"Any large-scale political unit is a complex system. Most great empires have a nominal central authority -- either a hereditary emperor or an elected president -- but in practice the power of any individual ruler is a function of the network of economic, social and political relations over which he or she presides. As such, empires exhibit many of the characteristics of other complex adaptive systems -- including the tendency to move from stability to instability quite suddenly.
The most recent and familiar example of precipitous decline is the collapse of the Soviet Union. With the benefit of hindsight, historians have traced all kinds of rot within the Soviet system back to the Brezhnev era and beyond. Perhaps, as the historian and political scientist Stephen Kotkin has argued, it was only the high oil prices of the 1970s that "averted Armageddon." But this did not seem to be the case at the time. The Soviet nuclear arsenal was larger than the U.S. stockpile. And governments in what was then called the Third World, from Vietnam to Nicaragua, had been tilting in the Soviets' favor for most of the previous 20 years.
Yet, less than five years after Mikhail Gorbachev took power, the Soviet imperium in central and Eastern Europe had fallen apart, followed by the Soviet Union itself in 1991. If ever an empire fell off a cliff, rather than gently declining, it was the one founded by Lenin." Niall Ferguson
The parallel is obvious and Feguson makes it specific later in the essay. We are over-extended in many fields and the possibility of a sudden and catastrophic reversal looms. People in the US do not realize that they are much poorer than they have been led to believe. We will probably not see again the artificially high standard of living that we enjoyed so much.

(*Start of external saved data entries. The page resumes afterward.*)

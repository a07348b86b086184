//! Object store wire models
//!
//! Request and response shapes shared by the object store resources. Every
//! field is defaulted so that sparse records decode to their zero values.

use serde::{Deserialize, Serialize};

/// Arbitrary object body, forwarded to the store without inspection
pub type ObjectDefinition = serde_json::Map<String, serde_json::Value>;

/// List envelope returned by object queries
#[derive(Debug, Clone, Serialize, Deserialize)]
#[serde(bound(deserialize = "T: Deserialize<'de>"))]
pub struct ObjectList<T> {
    #[serde(default)]
    pub items: Vec<T>,
}

impl<T> Default for ObjectList<T> {
    fn default() -> Self {
        Self { items: Vec::new() }
    }
}

impl<T> ObjectList<T> {
    /// Take the first item, if any
    pub fn into_first(self) -> Option<T> {
        self.items.into_iter().next()
    }
}

/// Payload of a solution release or solution install record
#[derive(Debug, Clone, Default, PartialEq, Eq, Serialize, Deserialize)]
#[serde(rename_all = "camelCase")]
pub struct StatusData {
    #[serde(default)]
    pub install_time: String,

    #[serde(default)]
    pub install_message: String,

    #[serde(default, rename = "isSuccessful")]
    pub successful_install: bool,

    #[serde(default)]
    pub solution_name: String,

    #[serde(default)]
    pub solution_version: String,
}

/// One status record as stored in the object store
#[derive(Debug, Clone, Default, PartialEq, Eq, Serialize, Deserialize)]
#[serde(rename_all = "camelCase")]
pub struct StatusItem {
    #[serde(default)]
    pub data: StatusData,

    #[serde(default)]
    pub created_at: String,
}

#[cfg(test)]
mod tests {
    use super::*;

    #[test]
    fn test_status_list_decodes_sparse_items() {
        let raw = r#"{
            "items": [
                {
                    "data": {"solutionName": "mySolution", "isSuccessful": true},
                    "createdAt": "2023-01-02T03:04:05Z"
                }
            ]
        }"#;

        let list: ObjectList<StatusItem> = serde_json::from_str(raw).unwrap();
        let item = list.into_first().unwrap();
        assert_eq!(item.data.solution_name, "mySolution");
        assert!(item.data.successful_install);
        assert_eq!(item.data.solution_version, "");
        assert_eq!(item.created_at, "2023-01-02T03:04:05Z");
    }

    #[derive(Debug, Deserialize)]
    struct Named {
        name: String,
    }

    fn first_of<T: serde::de::DeserializeOwned>(raw: &str) -> Option<T> {
        serde_json::from_str::<ObjectList<T>>(raw).unwrap().into_first()
    }

    #[test]
    fn test_list_of_items_without_default() {
        let item: Named = first_of(r#"{"items": [{"name": "a"}, {"name": "b"}]}"#).unwrap();
        assert_eq!(item.name, "a");
        assert!(first_of::<Named>("{}").is_none());
    }

    #[test]
    fn test_missing_items_is_empty_list() {
        let list: ObjectList<StatusItem> = serde_json::from_str("{}").unwrap();
        assert!(list.into_first().is_none());
    }
}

Does anyone remember a little book by a Russian named Andrei Amalrik? It was published in the 80s I believe. It foretold the collapse of the USSR's planned economy. In 1980 I was en route to Yemen for duty and went to a series of briefings at CIA as part of my preparation. One of the lecturers was a retired CIA analyst who told us that the Soviet Union was a wildly distorted state that had one foot in the heavy industry needed to sustain their rivalry with NATO and the other foot in the 19th Century peasant economy of Tsarist Russia. He, too, predicted collapse. I didn't believe it at the time, but after years of associating with Soviets in Yemen I knew he had been correct. The level of poverty at which Soviet personnel stationed in Yemen existed was pathetic. They thought poor little Yemen was a land of milk and honey. Soviet officers' wives would stand in tiny street stalls and bargain with Qat chewing shopkeepers over the price of a few eggs. Meat, they never bought. It was just too expensive. The Soviet military mission was full of fairly senior officers with mouths full of rotten teeth.